Not too impressed, nor amused by what the city had to offer, I was already skeptical about Amsterdam the next day when I woke up. I went for a long walk, again at the city centre, to see the same windows deserted, shorn of all the glamour, and vice (to the god fearing, maybe) that they had to offer the previous evening, and for every evening since times immemorial, and for times forseeable.

I guess legalization of the ‘business’ would have its benefits, giving the girls some protection, and atleast legalizing their status in society. In the short time there, I did not figure out the social acceptance that the profession would have. It is likely that they are day-time students, looking for quick money, or in case of the more mature women, mothers, with kids and families to fend for. But that is not affected by legalization, is it? I read that just 5% of them are Dutch, with others coming from other lands…

After breakfast, we headed to the Main station to pick up Minu, Payal and Varad, who would be arriving by train from Bremen at 1 pm. After a coffee, we made plans to go to Madurodam the next afternoon. The exciting part about this would not only the enticement of Madurodam, but also that I would be driving again!
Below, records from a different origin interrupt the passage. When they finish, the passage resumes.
use clap::{
    CommandFactory, Parser, Subcommand,
    builder::{
        Styles,
        styling::{AnsiColor, Effects},
    },
};
use clap_complete::{Shell, generate};

use trackteller::{app::App, cli, config, error};

fn styles() -> Styles {
    Styles::styled()
        .header(AnsiColor::White.on_default() | Effects::BOLD)
        .usage(AnsiColor::White.on_default() | Effects::BOLD)
        .literal(AnsiColor::BrightBlue.on_default())
        .placeholder(AnsiColor::BrightGreen.on_default())
}

#[derive(Parser, Debug, Clone)]
#[clap(
  version = env!("CARGO_PKG_VERSION"),
  name=env!("CARGO_PKG_NAME"),
  bin_name=env!("CARGO_PKG_NAME"),
  author=env!("CARGO_PKG_AUTHORS"),
  about=env!("CARGO_PKG_DESCRIPTION"),
  styles=styles(),
)]
struct Cli {
    #[clap(subcommand)]
    command: Command,
}

#[derive(Subcommand, Debug, Clone)]
pub enum Command {
    /// Connect your Spotify account
    Auth,

    /// Follow playback and show insights for every track
    Watch,

    /// Browse cached insights
    Insights(InsightsOptions),

    /// Disconnect and remove the stored session
    Logout,

    /// Get shell completions
    Completions(CompletionsOption),
}

#[derive(Parser, Debug, Clone)]
#[command(
    about = "Browse cached insights",
    args_conflicts_with_subcommands = true // disallow mixing --search with `show`
)]
pub struct InsightsOptions {
    /// Filter by track, artist or album
    #[clap(long)]
    pub search: Option<String>,

    #[command(subcommand)]
    pub command: Option<InsightsSubcommand>,
}

#[derive(Subcommand, Debug, Clone)]
pub enum InsightsSubcommand {
    /// Print the full insight of one track
    Show(ShowOpts),
}

#[derive(Parser, Debug, Clone)]
pub struct ShowOpts {
    #[clap(long)]
    pub track: String,
    #[clap(long)]
    pub artist: String,
    /// Album label as shown by `watch`, e.g. "OK Computer 1997-05-21"
    #[clap(long)]
    pub album: String,
}

#[derive(Parser, Debug, Clone)]
pub struct CompletionsOption {
    shell: Shell,
}

#[tokio::main]
async fn main() {
    if let Err(e) = config::load_env().await {
        error!("Cannot load environment. Err: {}", e);
    }

    let cli = Cli::parse();

    match cli.command {
        Command::Insights(opt) => match opt.command {
            Some(InsightsSubcommand::Show(s)) => cli::show_insight(s.track, s.artist, s.album).await,
            None => cli::list_insights(opt.search).await,
        },
        Command::Completions(opt) => {
            let mut cmd = Cli::command_for_update();
            let name = cmd.get_name().to_string();
            generate(opt.shell, &mut cmd, name, &mut std::io::stdout())
        }
        command => {
            let app = match App::from_env() {
                Ok(app) => app,
                Err(e) => {
                    error!("Spotify is not configured. Err: {}", e);
                    return;
                }
            };
            match command {
                Command::Auth => cli::auth(&app).await,
                Command::Watch => cli::watch(&app).await,
                Command::Logout => cli::logout(&app).await,
                Command::Insights(_) | Command::Completions(_) => {}
            }
        }
    }
}
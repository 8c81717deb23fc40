//! Trackteller Library
//!
//! This library connects to a Spotify account through the OAuth 2.0
//! authorization code flow, mirrors the account's playback state by polling,
//! and attaches AI-generated insights to every track that starts playing.
//! Generated insights are cached per track so a track is only described once.
//!
//! # Modules
//!
//! - `api` - HTTP handlers for the local OAuth callback server
//! - `app` - Wiring of the production services from configuration
//! - `cli` - Command-line interface implementations
//! - `config` - Configuration management and environment variables
//! - `error` - Error types for every subsystem
//! - `management` - Session lifecycle, playback polling and the insight cache
//! - `openai` - Insight generation through a chat-completions endpoint
//! - `server` - Local HTTP server for OAuth callbacks
//! - `spotify` - Spotify accounts and player API clients
//! - `types` - Data structures and type definitions
//! - `utils` - Utility functions and helpers
//!
//! # Example
//!
//! ```
//! use trackteller::{app::App, config};
//!
//! #[tokio::main]
//! async fn main() -> trackteller::Res<()> {
//!     config::load_env().await?;
//!     let app = App::from_env()?;
//!     app.coordinator.restore().await;
//!     Ok(())
//! }
//! ```

pub mod api;
pub mod app;
pub mod cli;
pub mod config;
pub mod error;
pub mod management;
pub mod openai;
pub mod server;
pub mod spotify;
pub mod types;
pub mod utils;

/// A convenient Result type alias for operations that may fail.
///
/// Used at the command-line boundary where errors from different subsystems
/// meet. Library operations return their specific error types from
/// [`error`] instead.
pub type Res<T> = std::result::Result<T, Box<dyn std::error::Error + Send + Sync>>;

/// Prints an informational message with a blue bullet point.
///
/// # Example
///
/// ```
/// info!("Starting authentication process...");
/// info!("Polling every {} seconds", 5);
/// ```
#[macro_export]
macro_rules! info {
  ($($arg:tt)*) => ({
    use colored::Colorize;
    println!("[{}] {}", "o".blue().bold(), std::format_args!($($arg)*));
  })
}

/// Prints a success message with a green checkmark.
///
/// # Example
///
/// ```
/// success!("Authentication completed successfully");
/// ```
#[macro_export]
macro_rules! success {
  ($($arg:tt)*) => ({
    use colored::Colorize;
    println!("[{}] {}", "✓".green().bold(), std::format_args!($($arg)*));
  })
}

/// Prints an error message with a red exclamation mark.
///
/// Errors are reported, never fatal: the macro returns normally and the
/// caller decides how to continue.
///
/// # Example
///
/// ```
/// error!("Failed to load configuration: {}", e);
/// ```
#[macro_export]
macro_rules! error {
  ($($arg:tt)*) => ({
    use colored::Colorize;
    eprintln!("[{}] {}", "!".red().bold(), std::format_args!($($arg)*));
  })
}

/// Prints a warning message with a yellow exclamation mark.
///
/// Used for recovered failures: a failed poll tick, a cache that could not
/// be written, a browser that could not be opened.
///
/// # Example
///
/// ```
/// warning!("Playback fetch failed, keeping previous state: {}", e);
/// ```
#[macro_export]
macro_rules! warning {
  ($($arg:tt)*) => ({
    use colored::Colorize;
    println!("[{}] {}", "!".yellow().bold(), std::format_args!($($arg)*));
  })
}

/// Prints a dimmed diagnostic message when `TRACKTELLER_DEBUG` is set.
#[macro_export]
macro_rules! debug {
  ($($arg:tt)*) => ({
    if $crate::config::debug_enabled() {
      use colored::Colorize;
      println!("[{}] {}", "·".dimmed(), std::format_args!($($arg)*));
    }
  })
}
That afternoon, we went to the Van Gogh museum. Van Gogh, the Dutch master, who lived an extremely troubled life, fighting his demons for the most part, apart from painting some of the most exciting canvasses that I have seen (although that is just a few). The Dutch master never learnt art formally, at first learning from the paintings of past masters that he saw, treading conventionally in the early years, before exploring his own brilliant style of art. He was miles ahead of others, and maybe unlike any other genius in the field. Pointillism, impressionism were a few of his styles. I particularly liked the Pointillist paintings. Pointillism, is where the painting is created from dots of different colors, the overall effect observed from a distance, is what is desired to be a complete picture. Impressionism is where the artist is not bothered with the accuracy of the depictions he makes, rather concerning himself with the image he leaves on the mind of the viewer. These art forms were used by Vincent van Gogh, to create a effect far surpassing that of what could be achieved by forms developed earlier.

Van Gogh was born in Holland, and lived his early years there, before shifting to Paris. He painted from nature around him, from city scenes, in his own demented manner. The paintings in his last years especially look to be created under the effect of some hallucination, or dement, that he was suffering from. The forms are weirdly contorted, without much regard to perspective. I felt Van Gogh was to art what Pink Floyd were to music. Works of both appear to be created in some drug induced high, simply not conceivable by a sane human mind. Paintings which I remember off-hand now include the view of his room in Paris, a painting titled the Wheatfields, where he shows a farmer harvesting his wheat field, and shows the wheat as a devil, a raging and advancing fire, huge and monstrous, capable of swallowing the farmer in one giant leap. The peasant continues fighting with this devil, untiring, and unflinching. The colors he uses for his field are shades of yellow, and the sky is almost green. The emotions his painting created in me are indescribable. Lets say, I could relate to his genius, far different from the world he lived in, and more troubled by it, than what is good for his own good. Towards the end, he cut of a part of his own ear, saying it was done as a command from God, before admitting himself to an asylum voluntarily. His paintings from the asylum, at times depict the mental agony of his fellow sufferings… At times, he has painted brilliant nature scenes from his memory. After leaving the asylum, he committed suicide within two months. His last paintings, show his melancholy, his impending sense of doom, that of approaching death. By now, you must have guessed that I am a big fan of his, and I think, after visiting two museums with his paintings, I might be able to recognize his definitive style any time I see it. I especially like the way he yellow, and blue, and orange, in contrast to create a surreal effect.

Enough said about van Gogh. He was well worth the 18 euros we spent on him!